Another issue to be noted, arising from the repetitive nature of SINE elements, is the problem of reads mapping to multiple locations onto the genome (multireads). To address such an issue in RNA-seq data analysis, three main possibilities have been recognized and devised: the so-called ‘unique’, ‘best match’ and ‘all matches’ strategies (reviewed in [25]). With respect to this, a frequently overlooked feature of SINEs is that only rarely are they perfectly identical throughout their whole length, given sequence mutations accumulated over time [26]. This issue could thus be mitigated using sufficiently long or paired-end RNA-seq reads so that the ‘unique’ alignment strategy could be successfully exploited for the identification of Pol III-derived SINE transcripts at single-locus resolution.
Strictly correlated with the multimapping read problem is the quantification issue. Recently, a method has been proposed to estimate the transcriptional enrichment of repetitive elements from NGS data by applying strategies for the allocation of multimapping reads [27]. However, this method can only assign multireads to the family and subfamily of the repeat element from which the reads arise, allowing accurate enrichment estimates only at these levels. Thus, with it being impossible to assign a multimapping read exactly to its source, it follows that expression quantification for SINE elements at single-locus resolution can only be done using uniquely mapped reads. This strategy could produce a bias, the magnitude of which depends on the fraction of multireads, when comparing expression levels of SINE elements against those of other genes not containing repetitive sequences; however, it will not represent a problem as long as we are comparing SINE expression levels among different cell types or conditions which have been sequenced using the same protocol. Despite the fact that discarding multimapping reads could affect the quantification of repeat elements, especially those consisting mainly of non-unique sequences, using sufficiently long paired end reads would affect SINEs expression quantification only minimally. Indeed, we verified that the fraction of multireads on SINE elements in the human genome (Alus and MIRs) are as little as 2% when using 75-nt-long paired-end stranded reads from poly(A)− RNA of GM12878 cells from ENCODE CSHL Long RNA-Seq data (data not shown) [18]. Therefore, using sufficiently long or paired end reads, the uniquely mapped ones would allow a satisfactory quantification of the expression levels of each individual SINE in the genome.

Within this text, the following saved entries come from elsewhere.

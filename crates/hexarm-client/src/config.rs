//! 静态关节配置
//!
//! 每个关节一张不可变参数表：引脚、传动比、动力学上限、回零
//! 方式、角度范围与备战位。配置文件加载在仓库之外（上层应用用
//! serde 反序列化出 [`ArmConfig`] 即可，`serde` 特性打开派生）。
//!
//! 所有校验在构造时完成；通过校验的配置在运行期不再检查。

use hexarm_kinematics::{AngleRange, Deg, Joint, JointArray};
use hexarm_protocol::DeviceIndex;
use thiserror::Error;

/// 配置错误（构造时检出）
#[derive(Error, Debug, Clone, PartialEq, Eq)]
pub enum ConfigError {
    /// 单关节参数不合法
    #[error("Joint {joint} misconfigured: {reason}")]
    MisconfiguredJoint { joint: Joint, reason: String },

    /// 两个关节占用了同一个设备号
    #[error("Duplicate device index {device}")]
    DuplicateDevice { device: u8 },
}

/// 回零方向
#[derive(Debug, Clone, Copy, PartialEq, Eq)]
#[cfg_attr(feature = "serde", derive(serde::Serialize, serde::Deserialize))]
#[cfg_attr(feature = "serde", serde(rename_all = "lowercase"))]
pub enum HomingDirection {
    /// 朝角度增大方向寻找限位开关
    Positive,
    /// 朝角度减小方向寻找限位开关
    Negative,
}

impl HomingDirection {
    /// 方向符号（+1 / −1）
    #[inline]
    pub const fn sign(self) -> f64 {
        match self {
            HomingDirection::Positive => 1.0,
            HomingDirection::Negative => -1.0,
        }
    }
}

/// 单关节静态配置
#[derive(Debug, Clone, PartialEq)]
#[cfg_attr(feature = "serde", derive(serde::Serialize, serde::Deserialize))]
pub struct JointConfig {
    /// 关节名（J1-J6）
    pub name: Joint,
    /// AccelStepper 设备号（0-5）
    pub device: DeviceIndex,
    /// STEP 引脚
    pub step_pin: u8,
    /// DIR 引脚
    pub dir_pin: u8,
    /// 限位开关引脚（内部上拉，闭合时拉低）
    pub home_switch_pin: u8,
    /// 关节输出轴一圈的步数（含细分与减速比）
    pub steps_per_rev: u32,
    /// 最大速度（deg/s）
    pub max_speed: f64,
    /// 最大加速度（deg/s²）
    pub max_accel: f64,
    /// 回零寻位速度（deg/s，恒速）
    pub homing_speed: f64,
    /// 回零方向
    pub homing_direction: HomingDirection,
    /// 角度范围
    pub range: AngleRange,
    /// 备战位（范围内）
    pub ready_position: Deg,
    /// 限位开关位置到机械零位的标定补偿（小量，带符号）
    pub calibration_offset: Deg,
}

impl JointConfig {
    /// 构造时校验
    pub fn validate(&self) -> Result<(), ConfigError> {
        let fail = |reason: String| {
            Err(ConfigError::MisconfiguredJoint {
                joint: self.name,
                reason,
            })
        };
        if self.steps_per_rev == 0 {
            return fail("steps_per_rev must be positive".into());
        }
        if self.max_speed <= 0.0 {
            return fail(format!("max_speed must be > 0 (got {})", self.max_speed));
        }
        if self.max_accel < 0.0 {
            return fail(format!("max_accel must be >= 0 (got {})", self.max_accel));
        }
        if self.homing_speed <= 0.0 || self.homing_speed > self.max_speed {
            return fail(format!(
                "homing_speed must be in (0, max_speed] (got {})",
                self.homing_speed
            ));
        }
        if self.range.min.0 >= self.range.max.0 {
            return fail(format!("range {} is empty", self.range));
        }
        if !self.range.contains(self.ready_position) {
            return fail(format!(
                "ready_position {} outside range {}",
                self.ready_position, self.range
            ));
        }
        Ok(())
    }

    /// 角度 → 步数（浮点，不取整）
    ///
    /// `steps = deg / 360 · steps_per_rev`；速度/加速度用同一换算
    /// 系数。下发命令时才四舍五入成整数。
    #[inline]
    pub fn steps_from_deg(&self, value: f64) -> f64 {
        value / 360.0 * self.steps_per_rev as f64
    }

    /// 步数 → 角度
    ///
    /// 永远从微控制器回报的整数步数反算角度，换算可逆，杜绝
    /// 累积漂移。
    #[inline]
    pub fn deg_from_steps(&self, steps: i32) -> Deg {
        Deg(steps as f64 * 360.0 / self.steps_per_rev as f64)
    }

    /// 一步对应的角度
    #[inline]
    pub fn one_step_deg(&self) -> Deg {
        Deg(360.0 / self.steps_per_rev as f64)
    }

    /// 回零寻位行程：`±(|min| + |max| + 5°)`
    pub fn homing_travel(&self) -> Deg {
        Deg((self.range.min.0.abs() + self.range.max.0.abs() + 5.0) * self.homing_direction.sign())
    }

    /// 回零标定补偿行程（负向回零落在 min，正向回零落在 max）
    pub fn homing_offset(&self) -> Deg {
        match self.homing_direction {
            HomingDirection::Negative => Deg(-self.range.min.0) + self.calibration_offset,
            HomingDirection::Positive => Deg(-self.range.max.0) + self.calibration_offset,
        }
    }
}

/// 整臂配置：六张关节表
#[derive(Debug, Clone, PartialEq)]
#[cfg_attr(feature = "serde", derive(serde::Serialize, serde::Deserialize))]
pub struct ArmConfig {
    joints: JointArray<JointConfig>,
}

impl ArmConfig {
    /// 校验并构造
    pub fn new(joints: JointArray<JointConfig>) -> Result<Self, ConfigError> {
        let mut seen = [false; hexarm_protocol::MAX_DEVICES as usize];
        for config in joints.iter() {
            config.validate()?;
            let device = config.device.index();
            if seen[device] {
                return Err(ConfigError::DuplicateDevice {
                    device: config.device.value(),
                });
            }
            seen[device] = true;
        }
        Ok(ArmConfig { joints })
    }

    /// 出厂臂的默认配置表
    pub fn hexarm() -> Self {
        let device = |i: u8| DeviceIndex::new(i).unwrap_or_else(|_| unreachable!());
        let joint = |name,
                     index: u8,
                     steps_per_rev,
                     max_speed,
                     max_accel,
                     homing_speed,
                     homing_direction,
                     min: f64,
                     max: f64,
                     ready: f64,
                     calibration: f64| JointConfig {
            name,
            device: device(index),
            step_pin: 2 + index * 2,
            dir_pin: 3 + index * 2,
            home_switch_pin: 22 + index,
            steps_per_rev,
            max_speed,
            max_accel,
            homing_speed,
            homing_direction,
            range: AngleRange::new(Deg(min), Deg(max)),
            ready_position: Deg(ready),
            calibration_offset: Deg(calibration),
        };
        use HomingDirection::{Negative, Positive};
        let joints = JointArray::new([
            joint(Joint::J1, 0, 15_360, 25.0, 40.0, 8.0, Negative, -170.0, 170.0, 0.0, 0.7),
            joint(Joint::J2, 1, 28_800, 20.0, 30.0, 5.0, Negative, -42.0, 90.0, 0.0, -0.4),
            joint(Joint::J3, 2, 19_200, 25.0, 40.0, 6.0, Positive, -89.0, 52.0, 0.0, 0.5),
            joint(Joint::J4, 3, 8_000, 40.0, 60.0, 10.0, Negative, -165.0, 165.0, 0.0, 0.0),
            joint(Joint::J5, 4, 6_400, 40.0, 60.0, 10.0, Positive, -105.0, 105.0, 90.0, -0.3),
            joint(Joint::J6, 5, 3_200, 60.0, 80.0, 15.0, Negative, -155.0, 155.0, 0.0, 0.0),
        ]);
        // 默认表是常量，校验失败属于编程错误
        match ArmConfig::new(joints) {
            Ok(config) => config,
            Err(e) => unreachable!("builtin config invalid: {}", e),
        }
    }

    /// 单关节配置
    pub fn joint(&self, joint: Joint) -> &JointConfig {
        &self.joints[joint]
    }

    pub fn joints(&self) -> &JointArray<JointConfig> {
        &self.joints
    }

    /// 六关节角度范围（逆解校验用）
    pub fn ranges(&self) -> JointArray<AngleRange> {
        self.joints.clone().map(|c| c.range)
    }

    /// 六关节备战位
    pub fn ready_positions(&self) -> JointArray<Deg> {
        self.joints.clone().map(|c| c.ready_position)
    }
}

#[cfg(test)]
mod tests {
    use super::*;

    #[test]
    fn test_builtin_config_is_valid() {
        let config = ArmConfig::hexarm();
        assert_eq!(config.joint(Joint::J5).ready_position, Deg(90.0));
        assert_eq!(config.joint(Joint::J2).range.max, Deg(90.0));
        for c in config.joints().iter() {
            assert!(c.validate().is_ok());
        }
    }

    #[test]
    fn test_steps_conversion_roundtrip() {
        let config = ArmConfig::hexarm();
        let j1 = config.joint(Joint::J1);
        // 15360 步/圈：90° = 3840 步
        assert_eq!(j1.steps_from_deg(90.0), 3840.0);
        assert_eq!(j1.deg_from_steps(3840), Deg(90.0));
        // 反算永远走整数步数，和浮点命令值相差不超过一步
        let steps = j1.steps_from_deg(12.345).round() as i32;
        let angle = j1.deg_from_steps(steps);
        assert!((angle.0 - 12.345).abs() <= j1.one_step_deg().0);
    }

    #[test]
    fn test_homing_travel_and_offset() {
        let config = ArmConfig::hexarm();
        let j2 = config.joint(Joint::J2);
        // |−42| + |90| + 5 = 137，负向寻位
        assert_eq!(j2.homing_travel(), Deg(-137.0));
        // 落在 min(−42°)，补偿 −0.4°
        assert_eq!(j2.homing_offset(), Deg(42.0) + Deg(-0.4));

        let j3 = config.joint(Joint::J3);
        assert_eq!(j3.homing_travel(), Deg(146.0));
        assert_eq!(j3.homing_offset(), Deg(-52.0) + Deg(0.5));
    }

    fn sample() -> JointConfig {
        ArmConfig::hexarm().joint(Joint::J1).clone()
    }

    #[test]
    fn test_validate_rejects_zero_steps() {
        let mut config = sample();
        config.steps_per_rev = 0;
        assert!(matches!(
            config.validate(),
            Err(ConfigError::MisconfiguredJoint { joint: Joint::J1, .. })
        ));
    }

    #[test]
    fn test_validate_rejects_ready_outside_range() {
        let mut config = sample();
        config.ready_position = Deg(200.0);
        assert!(config.validate().is_err());
    }

    #[test]
    fn test_validate_rejects_homing_faster_than_max() {
        let mut config = sample();
        config.homing_speed = config.max_speed + 1.0;
        assert!(config.validate().is_err());
    }

    #[test]
    fn test_validate_rejects_empty_range() {
        let mut config = sample();
        config.range = AngleRange::new(Deg(10.0), Deg(10.0));
        assert!(config.validate().is_err());
    }

    #[test]
    fn test_duplicate_device_rejected() {
        let config = ArmConfig::hexarm();
        let mut joints = config.joints().clone();
        let duplicated = joints[Joint::J1].clone();
        joints[Joint::J2] = JointConfig {
            name: Joint::J2,
            ..duplicated
        };
        assert!(matches!(
            ArmConfig::new(joints),
            Err(ConfigError::DuplicateDevice { device: 0 })
        ));
    }
}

Considering all the above issues, and the importance of solid strategies for SINE expression profiling to shed new light on their regulatory potentials, we developed a bioinformatic pipeline that exploits the key feature of SINE element architecture and their transcription mechanisms, along with RNA-Seq technical features, to identify genuine Pol III-derived SINE RNAs at single-locus resolution.

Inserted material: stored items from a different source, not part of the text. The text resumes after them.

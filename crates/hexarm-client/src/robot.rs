//! 机器人协调器
//!
//! 独占持有六个关节控制器和运动学引擎，提供四个顶层操作：
//!
//! - [`Robot::home`]：先基座三关节、后腕部三关节的两阶段回零
//! - [`Robot::move_j`]：点到点关节运动（六关节并发）
//! - [`Robot::move_l`]：笛卡尔直线运动（50Hz 流式重定目标）
//! - [`Robot::halt`]：撤销调度器 + 全关节停转，幂等
//!
//! 当前位姿按需计算（`fk(last_known_angles)`），从不缓存。

use std::sync::Arc;
use std::sync::atomic::{AtomicBool, Ordering};
use std::time::{Duration, Instant};

use crossbeam_channel::Receiver;
use hexarm_gateway::Gateway;
use hexarm_kinematics::nalgebra::Matrix4;
use hexarm_kinematics::{Deg, DhChain, Joint, JointArray, Pose, WristConfig};
use parking_lot::Mutex;
use tracing::{debug, info, warn};

use crate::config::ArmConfig;
use crate::error::{ArmError, Result};
use crate::joint::JointController;
use crate::switch::SwitchEvent;
use crate::trajectory::{CartesianTrajectory, CONTROL_FREQUENCY_HZ};

/// moveL 最短规划时长
const MIN_MOVE_DURATION_S: f64 = 0.5;

/// moveL 结束后的落停缓冲
const SETTLE_BUFFER: Duration = Duration::from_millis(500);

/// 机器人协调器
pub struct Robot {
    joints: JointArray<JointController>,
    chain: DhChain,
    config: ArmConfig,
    /// moveL 撤销旗标（halt 置位，每次 moveL 起步清零）
    halt_flag: AtomicBool,
    /// 同一时刻至多一条笛卡尔运动
    motion_lock: Mutex<()>,
}

impl Robot {
    /// 构造：按配置表建六个关节，逐台配置设备
    pub fn new(
        gateway: Arc<Gateway>,
        config: ArmConfig,
        switches: JointArray<Receiver<SwitchEvent>>,
    ) -> Result<Self> {
        let joints = config
            .joints()
            .clone()
            .zip(switches)
            .try_map(|_, (joint_config, events)| {
                JointController::new(joint_config, Arc::clone(&gateway), events)
            })?;
        Ok(Robot {
            joints,
            chain: DhChain::hexarm(),
            config,
            halt_flag: AtomicBool::new(false),
            motion_lock: Mutex::new(()),
        })
    }

    /// 单关节控制器
    pub fn joint(&self, joint: Joint) -> &JointController {
        &self.joints[joint]
    }

    /// 配置表
    pub fn config(&self) -> &ArmConfig {
        &self.config
    }

    /// 运动学引擎
    pub fn kinematics(&self) -> &DhChain {
        &self.chain
    }

    /// 替换工具坐标系
    pub fn set_tool_frame(&mut self, tool: Matrix4<f64>) {
        self.chain.set_tool_frame(tool);
    }

    /// 六关节当前角度（最近回报值）
    pub fn angles(&self) -> JointArray<Deg> {
        self.joints.clone().map(|joint| joint.last_known_angle())
    }

    /// 当前位姿：`fk(last_known_angles)`，按需计算不缓存
    pub fn pose(&self) -> Pose {
        self.chain.pose(&self.angles())
    }

    /// 两阶段回零：J1-J3 并发，完成后 J4-J6 并发
    ///
    /// 基座连杆寻位时腕部保持不动，避免末端甩动干扰。
    pub fn home(&self) -> Result<()> {
        info!("homing: base phase (J1-J3)");
        self.home_phase(&[Joint::J1, Joint::J2, Joint::J3])?;
        info!("homing: wrist phase (J4-J6)");
        self.home_phase(&[Joint::J4, Joint::J5, Joint::J6])
    }

    fn home_phase(&self, phase: &[Joint]) -> Result<()> {
        std::thread::scope(|scope| {
            let handles: Vec<_> = phase
                .iter()
                .map(|&joint| (joint, scope.spawn(move || self.joints[joint].home())))
                .collect();
            let mut result = Ok(());
            for (joint, handle) in handles {
                let outcome = handle.join().unwrap_or(Err(ArmError::HomingFailed {
                    joint,
                    reason: "homing task panicked",
                }));
                if let Err(e) = outcome {
                    warn!(%joint, "homing phase error: {}", e);
                    if result.is_ok() {
                        result = Err(e);
                    }
                }
            }
            result
        })
    }

    /// 点到点关节运动：六关节并发 `rotate_to`，全部完成后返回
    ///
    /// 下发前整组校验，不会出现部分关节已动、部分报错的局面。
    pub fn move_j(&self, target: &JointArray<Deg>) -> Result<()> {
        for joint in Joint::ALL {
            let state = self.joints[joint].state();
            if !state.homed {
                return Err(ArmError::NotHomed { joint });
            }
            let range = self.config.joint(joint).range;
            if !range.contains(target[joint]) {
                return Err(ArmError::OutOfRange {
                    joint,
                    target: target[joint],
                    range,
                });
            }
        }
        std::thread::scope(|scope| {
            let handles: Vec<_> = Joint::ALL
                .iter()
                .map(|&joint| {
                    scope.spawn(move || self.joints[joint].rotate_to(target[joint]))
                })
                .collect();
            let mut result = Ok(());
            for handle in handles {
                match handle.join() {
                    Ok(Ok(_)) => {},
                    Ok(Err(e)) => {
                        if result.is_ok() {
                            result = Err(e);
                        }
                    },
                    Err(_) => {
                        if result.is_ok() {
                            result = Err(ArmError::Interrupted);
                        }
                    },
                }
            }
            result
        })
    }

    /// 笛卡尔直线运动
    ///
    /// 1. 起终点逆解（任一失败 → [`ArmError::IkFailed`]）
    /// 2. 时长 = max(各关节 |Δq|/max_speed, 0.5s)
    /// 3. 整条轨迹预先逆解验证（失败 → `TrajectoryInvalid`，不下发）
    /// 4. 50Hz 锚点节拍流式 `step_to` 重定目标，不等单点完成
    /// 5. 节拍结束后等待 `T + 500ms` 落停缓冲，再校准各关节角度
    ///
    /// 欧拉角分量线性插值、不回绕：跨 ±180° 接缝的姿态请拆成
    /// 多段。被 [`Robot::halt`] 打断返回 [`ArmError::Interrupted`]。
    pub fn move_l(&self, target: &Pose) -> Result<()> {
        let _motion = self.motion_lock.lock();
        self.halt_flag.store(false, Ordering::SeqCst);

        let ranges = self.config.ranges();
        let start = self.pose();
        let q_start = self.chain.inverse(&start, WristConfig::Flip, &ranges)?;
        let q_end = self.chain.inverse(target, WristConfig::Flip, &ranges)?;

        // 时间参数化：受限于最慢关节
        let mut required_s: f64 = 0.0;
        for joint in Joint::ALL {
            let delta = (q_end[joint] - q_start[joint]).abs().0;
            required_s = required_s.max(delta / self.config.joint(joint).max_speed);
        }
        let duration_s = required_s.max(MIN_MOVE_DURATION_S);
        let samples = (duration_s * CONTROL_FREQUENCY_HZ).ceil() as usize;

        let trajectory =
            CartesianTrajectory::plan(&self.chain, &start, target, samples, duration_s, &ranges)?;
        debug!(samples, duration_s, "moveL trajectory planned");

        // 锚点节拍：绝对时间推进，超时帧直接追赶
        let period = Duration::from_millis(trajectory.tick_ms());
        let mut next_tick = Instant::now();
        for (index, point) in trajectory.points().iter().enumerate() {
            if self.halt_flag.load(Ordering::SeqCst) {
                warn!(tick = index, "moveL cancelled by halt");
                return Err(ArmError::Interrupted);
            }
            for joint in Joint::ALL {
                self.joints[joint].rotate_to_nowait(point[joint])?;
            }
            next_tick += period;
            let now = Instant::now();
            if next_tick > now {
                spin_sleep::sleep(next_tick - now);
            } else {
                warn!(
                    tick = index,
                    late_us = (now - next_tick).as_micros() as u64,
                    "moveL tick overrun, catching up"
                );
                next_tick = now;
            }
        }

        // 落停缓冲：给微控制器把最后一段梯形走完的时间
        spin_sleep::sleep(Duration::from_secs_f64(duration_s) + SETTLE_BUFFER);
        if self.halt_flag.load(Ordering::SeqCst) {
            return Err(ArmError::Interrupted);
        }

        // 流式阶段的完成回报即发即弃，收尾用位置查询校准
        for joint in Joint::ALL {
            self.joints[joint].report_angle()?;
        }
        Ok(())
    }

    /// 急停：撤销 moveL 调度器，然后全关节并发 `stop()`
    ///
    /// 幂等；个别关节 stop 失败不阻止其余关节，完成后返回第一个
    /// 错误。
    pub fn halt(&self) -> Result<()> {
        info!("halt requested");
        self.halt_flag.store(true, Ordering::SeqCst);
        std::thread::scope(|scope| {
            let handles: Vec<_> = Joint::ALL
                .iter()
                .map(|&joint| (joint, scope.spawn(move || self.joints[joint].stop())))
                .collect();
            let mut result = Ok(());
            for (joint, handle) in handles {
                match handle.join() {
                    Ok(Ok(())) => {},
                    Ok(Err(e)) => {
                        warn!(%joint, "stop failed during halt: {}", e);
                        if result.is_ok() {
                            result = Err(e);
                        }
                    },
                    Err(_) => {
                        warn!(%joint, "stop task panicked during halt");
                        if result.is_ok() {
                            result = Err(ArmError::Interrupted);
                        }
                    },
                }
            }
            result
        })
    }
}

4. A Bioinformatic Pipeline for SINE Expression Profiling

First and foremost, it must be considered that Pol III transcripts are not polyadenylated and therefore poly(A)− RNA should be used for their identification. However, since Alu RNAs usually possess an A-rich tail and could be captured using a poly(A)+ RNA extraction protocol [18], the use of total RNA is recommended. To mitigate the multimapping issue, we suggest using at least 75-nt stranded paired-end sequencing reads, which additionally give the opportunity to discover genuine SINE transcription units overlapping with Pol II genes but in an antisense orientation. Moreover, strandedness restricts the number of degrees of freedom during the mapping process, giving the spliced aligner more chances to identify the unique source of the paired-end reads.
Our bioinformatics pipeline [19] is outlined in Figure 2, and consists of three main steps: (1) genome expression coverage vector creation; (2) global alignment between the annotated element and its corresponding full-length sequence; (3) application of a filter aimed at excluding passenger SINE transcripts.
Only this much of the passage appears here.